News have reached from Juba and Khartoum, that Sudan Airways’ licence and AOC were suspended by the Sudanese aviation regulators for initially a month, following the crash of their A310 recently upon landing in Khartoum. While thankfully most of the passengers and crew survived the flaming inferno of the burning plane, some 30 passengers and at least one crew member lost their lives. This means that effective immediately Sudan’s national airline cannot operate a single flight until the end of the suspension, which sources from Khartoum say may in fact be extended, if Sudan Airways cannot satisfy the regulators’ directives. There is open speculation over the causes of the suspension but the crash has certainly not helped, if indeed other reasons caused the regulator’s nearly unprecedented step.
Contacts known to this correspondent within Sudan Airways’ circles have politely declined to be drawn into the debate and refused to make any comments.
Meanwhile in Kenya accusations are flying towards the KCAA for having licensed the crash pilot, whose records suddenly are made look dubious by latest revelations in the media and hushed talk within the aviation fraternity at Wilson Airport, how he could have obtained a CPL (commercial pilot’s license) within an apparently very short period of time after completing his initial PPL (private pilot’s license) course. It now appears that, inspite being on VFR operations mode (visual flight rules) the pilot was flying through thick clouds on the fateful day which is not permitted under VFR and air traffic control hence
did not communicate as extensively with the pilot as would otherwise be the case under IFR operations.

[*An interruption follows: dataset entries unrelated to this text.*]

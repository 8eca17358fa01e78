//! Gluco Core - Domain models, traits, and shared types
//!
//! This crate defines the core abstractions used throughout Gluco:
//! - The eight-field feature schema the classifier consumes
//! - Extraction results shared by the tabular and text adapters
//! - Common error types
//! - Traits for the predictor and LLM collaborators
//! - Configuration management
//! - Prediction record storage (SQLite)

pub mod config;
pub mod extraction;
pub mod records;
pub mod schema;

pub use config::{
    AppConfig, ConfigError, DatabaseConfig, ExtractionConfig, LlmConfig, LlmProvider,
    LoggingConfig, ModelConfig, ServerConfig,
};
pub use extraction::{ExtractionResult, ExtractionResultBuilder, IncompleteExtraction, StructuralError};
pub use records::{NewPatientRecord, PatientRecord, RecordRepository, SqliteRecordStore};
pub use schema::{FeatureField, FeatureKind, FeatureVector, PatientInput, ValueError};

use serde::{Deserialize, Serialize};
use thiserror::Error;

// ============================================================================
// Error Types
// ============================================================================

/// Core error types for Gluco operations
#[derive(Error, Debug)]
pub enum GlucoError {
    #[error("Validation error: {0}")]
    ValidationError(String),

    #[error(transparent)]
    Structural(#[from] StructuralError),

    #[error(transparent)]
    Incomplete(#[from] IncompleteExtraction),

    #[error("Prediction model not loaded: {0}")]
    ModelUnavailable(String),

    #[error("Model error: {0}")]
    ModelError(String),

    #[error("Database error: {0}")]
    DatabaseError(String),

    #[error("LLM error: {0}")]
    LlmError(String),

    #[error("Configuration error: {0}")]
    ConfigError(String),

    #[error(transparent)]
    Other(#[from] anyhow::Error),
}

impl From<ConfigError> for GlucoError {
    fn from(err: ConfigError) -> Self {
        GlucoError::ConfigError(err.to_string())
    }
}

pub type Result<T> = std::result::Result<T, GlucoError>;

// ============================================================================
// Chat messages
// ============================================================================

/// Speaker of a chat message
#[derive(Debug, Clone, Copy, PartialEq, Eq, Serialize, Deserialize)]
#[serde(rename_all = "lowercase")]
pub enum ChatRole {
    System,
    User,
    Assistant,
}

/// A single chat message sent to an LLM
#[derive(Debug, Clone, PartialEq, Serialize, Deserialize)]
pub struct ChatMessage {
    pub role: ChatRole,
    pub content: String,
}

impl ChatMessage {
    pub fn system(content: impl Into<String>) -> Self {
        Self {
            role: ChatRole::System,
            content: content.into(),
        }
    }

    pub fn user(content: impl Into<String>) -> Self {
        Self {
            role: ChatRole::User,
            content: content.into(),
        }
    }
}

// ============================================================================
// Traits
// ============================================================================

/// Binary diabetes risk classifier
///
/// Implementations only ever see complete, correctly ordered vectors.
pub trait Predictor: Send + Sync {
    /// Predict a label (0 = negative, 1 = positive)
    fn predict(&self, features: &FeatureVector) -> Result<u8>;

    /// Predict labels for a batch, in input order
    fn predict_batch(&self, rows: &[FeatureVector]) -> Result<Vec<u8>> {
        rows.iter().map(|row| self.predict(row)).collect()
    }

    /// Model name for logging
    fn name(&self) -> &str;
}

/// Trait for LLM clients
#[async_trait::async_trait]
pub trait LlmClient: Send + Sync {
    /// Generate a reply to a conversation
    async fn chat(&self, messages: &[ChatMessage]) -> Result<String>;

    /// Client name for logging
    fn name(&self) -> &str;
}

// ============================================================================
// Tests
// ============================================================================
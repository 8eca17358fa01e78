//! Feature schema for the diabetes risk classifier
//!
//! The classifier consumes exactly eight numeric features in a fixed order.
//! Every adapter resolves its input against [`FeatureField::ALL`], and the
//! order of that array is the order the predictor was trained on. Reordering
//! it silently corrupts predictions.

use serde::{Deserialize, Serialize};
use thiserror::Error;
use utoipa::ToSchema;
use validator::Validate;

// ============================================================================
// Fields
// ============================================================================

/// One of the eight features the classifier consumes
#[derive(
    Debug, Clone, Copy, PartialEq, Eq, Hash, PartialOrd, Ord, Serialize, Deserialize, ToSchema,
)]
#[serde(rename_all = "snake_case")]
pub enum FeatureField {
    Pregnancies,
    Glucose,
    BloodPressure,
    SkinThickness,
    Insulin,
    Bmi,
    DiabetesPedigreeFunction,
    Age,
}

/// Numeric kind of a feature
#[derive(Debug, Clone, Copy, PartialEq, Eq)]
pub enum FeatureKind {
    /// Whole, non-negative counts (pregnancies, age)
    Integer,
    /// Real-valued measurements
    Real,
}

impl FeatureField {
    /// Number of features in the schema
    pub const COUNT: usize = 8;

    /// All fields in predictor order
    pub const ALL: [FeatureField; Self::COUNT] = [
        Self::Pregnancies,
        Self::Glucose,
        Self::BloodPressure,
        Self::SkinThickness,
        Self::Insulin,
        Self::Bmi,
        Self::DiabetesPedigreeFunction,
        Self::Age,
    ];

    /// Position of this field in the feature vector
    pub fn index(self) -> usize {
        self as usize
    }

    /// Internal snake_case name
    pub fn name(self) -> &'static str {
        match self {
            Self::Pregnancies => "pregnancies",
            Self::Glucose => "glucose",
            Self::BloodPressure => "blood_pressure",
            Self::SkinThickness => "skin_thickness",
            Self::Insulin => "insulin",
            Self::Bmi => "bmi",
            Self::DiabetesPedigreeFunction => "diabetes_pedigree_function",
            Self::Age => "age",
        }
    }

    /// Column name used by tabular datasets
    pub fn column_name(self) -> &'static str {
        match self {
            Self::Pregnancies => "Pregnancies",
            Self::Glucose => "Glucose",
            Self::BloodPressure => "BloodPressure",
            Self::SkinThickness => "SkinThickness",
            Self::Insulin => "Insulin",
            Self::Bmi => "BMI",
            Self::DiabetesPedigreeFunction => "DiabetesPedigreeFunction",
            Self::Age => "Age",
        }
    }

    pub fn kind(self) -> FeatureKind {
        match self {
            Self::Pregnancies | Self::Age => FeatureKind::Integer,
            _ => FeatureKind::Real,
        }
    }

    /// Look up a field by its internal name
    pub fn from_name(name: &str) -> Option<Self> {
        Self::ALL.into_iter().find(|f| f.name() == name)
    }

    /// Look up a field by its exact tabular column name
    pub fn from_column_name(column: &str) -> Option<Self> {
        Self::ALL.into_iter().find(|f| f.column_name() == column)
    }

    /// Check a value against the field's constraints
    pub fn check(self, value: f64) -> Result<f64, ValueError> {
        if !value.is_finite() {
            return Err(ValueError::NotFinite { field: self });
        }
        if value < 0.0 {
            return Err(ValueError::Negative { field: self, value });
        }
        if self.kind() == FeatureKind::Integer && value.fract() != 0.0 {
            return Err(ValueError::NotInteger { field: self, value });
        }
        Ok(value)
    }
}

impl std::fmt::Display for FeatureField {
    fn fmt(&self, f: &mut std::fmt::Formatter<'_>) -> std::fmt::Result {
        write!(f, "{}", self.name())
    }
}

/// A feature value that violates the schema
#[derive(Debug, Clone, PartialEq, Error)]
pub enum ValueError {
    #[error("{field} must be a finite number")]
    NotFinite { field: FeatureField },

    #[error("{field} must be non-negative, got {value}")]
    Negative { field: FeatureField, value: f64 },

    #[error("{field} must be a whole number, got {value}")]
    NotInteger { field: FeatureField, value: f64 },
}

// ============================================================================
// Feature vector
// ============================================================================

/// Eight validated feature values in predictor order
///
/// This is the only shape the predictor accepts. It can be built from a
/// complete extraction or from a validated [`PatientInput`].
#[derive(Debug, Clone, Copy, PartialEq, Serialize)]
pub struct FeatureVector([f64; FeatureField::COUNT]);

impl FeatureVector {
    /// Build a vector, checking every value against its field
    pub fn new(values: [f64; FeatureField::COUNT]) -> Result<Self, ValueError> {
        for field in FeatureField::ALL {
            field.check(values[field.index()])?;
        }
        Ok(Self(values))
    }

    pub fn get(&self, field: FeatureField) -> f64 {
        self.0[field.index()]
    }

    pub fn as_array(&self) -> &[f64; FeatureField::COUNT] {
        &self.0
    }

    /// Iterate `(field, value)` pairs in predictor order
    pub fn iter(&self) -> impl Iterator<Item = (FeatureField, f64)> + '_ {
        FeatureField::ALL.into_iter().map(|f| (f, self.0[f.index()]))
    }
}

// ============================================================================
// Structured input
// ============================================================================

/// Patient vitals submitted as structured JSON
#[derive(Debug, Clone, PartialEq, Serialize, Deserialize, Validate, ToSchema)]
pub struct PatientInput {
    #[validate(range(min = 0))]
    #[schema(example = 1)]
    pub pregnancies: i64,

    #[validate(range(min = 0.0))]
    #[schema(example = 120.0)]
    pub glucose: f64,

    #[validate(range(min = 0.0))]
    #[schema(example = 70.0)]
    pub blood_pressure: f64,

    #[validate(range(min = 0.0))]
    #[schema(example = 20.0)]
    pub skin_thickness: f64,

    #[validate(range(min = 0.0))]
    #[schema(example = 80.0)]
    pub insulin: f64,

    #[validate(range(min = 0.0))]
    #[schema(example = 25.0)]
    pub bmi: f64,

    #[validate(range(min = 0.0))]
    #[schema(example = 0.5)]
    pub diabetes_pedigree_function: f64,

    #[validate(range(min = 0))]
    #[schema(example = 30)]
    pub age: i64,

    /// Known ground-truth outcome, if any
    #[serde(default)]
    #[validate(range(min = 0, max = 1))]
    pub outcome: Option<i64>,
}

impl PatientInput {
    /// Validate and convert to a feature vector
    pub fn to_feature_vector(&self) -> crate::Result<FeatureVector> {
        self.validate()
            .map_err(|e| crate::GlucoError::ValidationError(e.to_string()))?;

        FeatureVector::new([
            self.pregnancies as f64,
            self.glucose,
            self.blood_pressure,
            self.skin_thickness,
            self.insulin,
            self.bmi,
            self.diabetes_pedigree_function,
            self.age as f64,
        ])
        .map_err(|e| crate::GlucoError::ValidationError(e.to_string()))
    }

    /// Build an input from a feature vector (no known outcome)
    pub fn from_feature_vector(vector: &FeatureVector) -> Self {
        Self {
            pregnancies: vector.get(FeatureField::Pregnancies) as i64,
            glucose: vector.get(FeatureField::Glucose),
            blood_pressure: vector.get(FeatureField::BloodPressure),
            skin_thickness: vector.get(FeatureField::SkinThickness),
            insulin: vector.get(FeatureField::Insulin),
            bmi: vector.get(FeatureField::Bmi),
            diabetes_pedigree_function: vector.get(FeatureField::DiabetesPedigreeFunction),
            age: vector.get(FeatureField::Age) as i64,
            outcome: None,
        }
    }
}

#[cfg(test)]
mod tests {
    use super::*;

    fn sample_input() -> PatientInput {
        PatientInput {
            pregnancies: 2,
            glucose: 120.5,
            blood_pressure: 70.0,
            skin_thickness: 19.0,
            insulin: 85.0,
            bmi: 23.4,
            diabetes_pedigree_function: 0.5,
            age: 45,
            outcome: None,
        }
    }

    #[test]
    fn test_schema_order_is_fixed() {
        let names: Vec<_> = FeatureField::ALL.iter().map(|f| f.name()).collect();
        assert_eq!(
            names,
            vec![
                "pregnancies",
                "glucose",
                "blood_pressure",
                "skin_thickness",
                "insulin",
                "bmi",
                "diabetes_pedigree_function",
                "age"
            ]
        );
        for (i, field) in FeatureField::ALL.iter().enumerate() {
            assert_eq!(field.index(), i);
        }
    }

    #[test]
    fn test_name_mapping_round_trips() {
        for field in FeatureField::ALL {
            assert_eq!(FeatureField::from_name(field.name()), Some(field));
            assert_eq!(FeatureField::from_column_name(field.column_name()), Some(field));
        }
        assert_eq!(FeatureField::from_column_name("bmi"), None);
        assert_eq!(FeatureField::from_name("BMI"), None);
    }

    #[test]
    fn test_serde_uses_snake_case() {
        let json = serde_json::to_string(&FeatureField::DiabetesPedigreeFunction).unwrap();
        assert_eq!(json, "\"diabetes_pedigree_function\"");
    }

    #[test]
    fn test_value_checks() {
        assert!(FeatureField::Glucose.check(120.5).is_ok());
        assert!(FeatureField::Age.check(45.0).is_ok());
        assert!(matches!(
            FeatureField::Age.check(45.5),
            Err(ValueError::NotInteger { .. })
        ));
        assert!(matches!(
            FeatureField::Insulin.check(-1.0),
            Err(ValueError::Negative { .. })
        ));
        assert!(matches!(
            FeatureField::Bmi.check(f64::NAN),
            Err(ValueError::NotFinite { .. })
        ));
    }

    #[test]
    fn test_patient_input_to_vector() {
        let vector = sample_input().to_feature_vector().unwrap();
        assert_eq!(
            vector.as_array(),
            &[2.0, 120.5, 70.0, 19.0, 85.0, 23.4, 0.5, 45.0]
        );
        assert_eq!(PatientInput::from_feature_vector(&vector), sample_input());
    }

    #[test]
    fn test_patient_input_rejects_negative_values() {
        let mut input = sample_input();
        input.glucose = -3.0;
        assert!(input.to_feature_vector().is_err());

        let mut input = sample_input();
        input.outcome = Some(2);
        assert!(input.to_feature_vector().is_err());
    }
}
//! Prediction handlers
//!
//! Every route checks for a loaded model before touching its input, so a
//! missing model is reported the same way regardless of what was uploaded.

use crate::error::AppError;
use crate::state::AppState;
use axum::{
    body::Bytes,
    extract::{Multipart, State},
    Json,
};
use gluco_core::{NewPatientRecord, PatientInput, StructuralError};
use gluco_extractor::{complete_rows, TabularAdapter, TextAdapter};
use gluco_parser::{CsvParser, DocumentParser, FileType, ParsedDocument, PdfParser};
use serde::Serialize;
use std::collections::BTreeMap;
use std::io::Write;
use std::sync::Arc;
use utoipa::ToSchema;

// ============================================================================
// Response Types
// ============================================================================

/// Single prediction response
#[derive(Debug, Serialize, ToSchema)]
pub struct PredictionResponse {
    /// Predicted label (0 = low risk, 1 = high risk)
    #[schema(example = 1)]
    pub diabetes_risk: u8,

    /// Id of the stored record
    #[schema(example = 42)]
    pub record_id: i64,
}

/// Batch prediction response
#[derive(Debug, Serialize, ToSchema)]
pub struct BatchPredictionResponse {
    /// Number of rows predicted
    #[schema(example = 2)]
    pub count: usize,

    /// One label per dataset row, in row order
    #[schema(example = json!([1, 0]))]
    pub predictions: Vec<u8>,
}

/// Document prediction response
#[derive(Debug, Serialize, ToSchema)]
pub struct DocumentPredictionResponse {
    /// Predicted label
    pub prediction: u8,

    /// Values resolved from the document, keyed by field name
    pub features: BTreeMap<String, f64>,

    /// Characters of text extracted from the document
    pub extracted_text_length: usize,

    pub message: String,
}

/// Multipart upload form
#[derive(ToSchema)]
#[allow(dead_code)]
pub struct UploadForm {
    #[schema(value_type = String, format = Binary)]
    file: Vec<u8>,
}

// ============================================================================
// Handlers
// ============================================================================

/// Predict from structured patient vitals
#[utoipa::path(
    post,
    path = "/predict",
    tag = "predict",
    request_body = PatientInput,
    responses(
        (status = 200, description = "Prediction stored", body = PredictionResponse),
        (status = 422, description = "Invalid input", body = crate::error::ApiError),
        (status = 503, description = "Model not loaded", body = crate::error::ApiError)
    )
)]
pub async fn predict(
    State(state): State<Arc<AppState>>,
    Json(input): Json<PatientInput>,
) -> Result<Json<PredictionResponse>, AppError> {
    state.increment_requests();
    let predictor = state.predictor()?;

    let features = input.to_feature_vector()?;
    let label = predictor.predict(&features)?;

    let record = state
        .records
        .create_record(&NewPatientRecord::new(input, Some(label)))
        .await?;

    tracing::info!(record_id = record.id, diabetes_risk = label, "Stored prediction");

    Ok(Json(PredictionResponse {
        diabetes_risk: label,
        record_id: record.id,
    }))
}

/// Predict every row of a CSV dataset
///
/// Rows are not stored. Any row with an unresolvable field rejects the batch.
#[utoipa::path(
    post,
    path = "/predict/csv",
    tag = "predict",
    request_body(content = UploadForm, content_type = "multipart/form-data"),
    responses(
        (status = 200, description = "Batch predictions", body = BatchPredictionResponse),
        (status = 400, description = "Missing columns or invalid rows", body = crate::error::ApiError),
        (status = 503, description = "Model not loaded", body = crate::error::ApiError)
    )
)]
pub async fn predict_csv(
    State(state): State<Arc<AppState>>,
    multipart: Multipart,
) -> Result<Json<BatchPredictionResponse>, AppError> {
    state.increment_requests();
    let predictor = state.predictor()?.clone();

    let upload = read_upload(multipart, FileType::Csv).await?;

    let rows = tokio::task::spawn_blocking(move || -> Result<_, AppError> {
        let table = CsvParser::new().read_table(&upload.bytes)?;
        Ok(TabularAdapter::new().extract(&table)?)
    })
    .await
    .map_err(|e| AppError::Internal(format!("CSV task failed: {e}")))??;

    let vectors = complete_rows(&rows)?;
    let predictions = predictor.predict_batch(&vectors)?;

    tracing::info!(rows = predictions.len(), "Predicted CSV batch");

    Ok(Json(BatchPredictionResponse {
        count: predictions.len(),
        predictions,
    }))
}

/// Predict from a PDF report
///
/// The upload is spooled to a temporary file that is removed on every exit
/// path. The result is not stored.
#[utoipa::path(
    post,
    path = "/predict/pdf",
    tag = "predict",
    request_body(content = UploadForm, content_type = "multipart/form-data"),
    responses(
        (status = 200, description = "Document prediction", body = DocumentPredictionResponse),
        (status = 400, description = "Unreadable document or incomplete features", body = crate::error::ApiError),
        (status = 503, description = "Model not loaded", body = crate::error::ApiError)
    )
)]
pub async fn predict_pdf(
    State(state): State<Arc<AppState>>,
    multipart: Multipart,
) -> Result<Json<DocumentPredictionResponse>, AppError> {
    state.increment_requests();
    let predictor = state.predictor()?.clone();

    let upload = read_upload(multipart, FileType::Pdf).await?;
    let file_name = upload.file_name.clone();

    let doc = tokio::task::spawn_blocking(move || spool_and_parse_pdf(&upload))
        .await
        .map_err(|e| AppError::Internal(format!("PDF task failed: {e}")))??;

    let min_chars = state.config.extraction.min_text_chars;
    if !doc.is_readable(min_chars) {
        tracing::warn!(file = %file_name, chars = doc.char_count(), "PDF has no usable text");
        return Err(StructuralError::UnreadableDocument {
            length: doc.char_count(),
        }
        .into());
    }

    tracing::debug!(
        file = %file_name,
        preview = doc.preview(state.config.extraction.preview_chars),
        "PDF text preview"
    );

    let result = TextAdapter::new().extract(&doc.content);
    if result.is_empty() {
        return Err(AppError::NoFeatures);
    }

    let features = result.to_feature_vector()?;
    let prediction = predictor.predict(&features)?;

    tracing::info!(file = %file_name, prediction, "Predicted from PDF");

    Ok(Json(DocumentPredictionResponse {
        prediction,
        features: result
            .values()
            .map(|(field, value)| (field.name().to_string(), value))
            .collect(),
        extracted_text_length: doc.char_count(),
        message: "PDF processed successfully".to_string(),
    }))
}

// ============================================================================
// Upload helpers
// ============================================================================

struct Upload {
    file_name: String,
    bytes: Bytes,
}

/// Read the `file` field of a multipart form, checking its extension
async fn read_upload(mut multipart: Multipart, expected: FileType) -> Result<Upload, AppError> {
    while let Some(field) = multipart
        .next_field()
        .await
        .map_err(|e| AppError::BadRequest(format!("Invalid multipart body: {e}")))?
    {
        if field.name() != Some("file") {
            continue;
        }

        let file_name = field.file_name().unwrap_or_default().to_string();
        if FileType::from_file_name(&file_name) != expected {
            return Err(AppError::BadRequest(format!(
                "File must be a {}",
                expected.to_string().to_uppercase()
            )));
        }

        let bytes = field
            .bytes()
            .await
            .map_err(|e| AppError::BadRequest(format!("Failed to read upload: {e}")))?;

        tracing::debug!(file = %file_name, bytes = bytes.len(), "Received upload");
        return Ok(Upload { file_name, bytes });
    }

    Err(AppError::BadRequest("No file provided".to_string()))
}

fn spool_and_parse_pdf(upload: &Upload) -> Result<ParsedDocument, AppError> {
    let io_error = |e: std::io::Error| AppError::Internal(format!("Failed to spool upload: {e}"));

    let mut spool = tempfile::Builder::new()
        .prefix("gluco-upload-")
        .suffix(".pdf")
        .tempfile()
        .map_err(io_error)?;
    spool.write_all(&upload.bytes).map_err(io_error)?;
    spool.flush().map_err(io_error)?;

    let mut doc = PdfParser::new().parse(spool.path())?;
    doc.file_name = upload.file_name.clone();
    Ok(doc)
}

It could not be ascertained if the pilot was indeed even cleared for IFR operations or was only checked out for VFR’s. The aircraft in question also seems to have suffered a previous accident while in Kenya and it is alleged that subsequently the registration was changed. The plane was initially imported from the United States and there are now also belated questions on discrepancies of data between what was in the American documents and what now appears in the Kenyan documentation.
Pressure on the Kenyan CAA meanwhile continues to grow and changes at the helm and across the organization are no longer ruled out in coming weeks and months.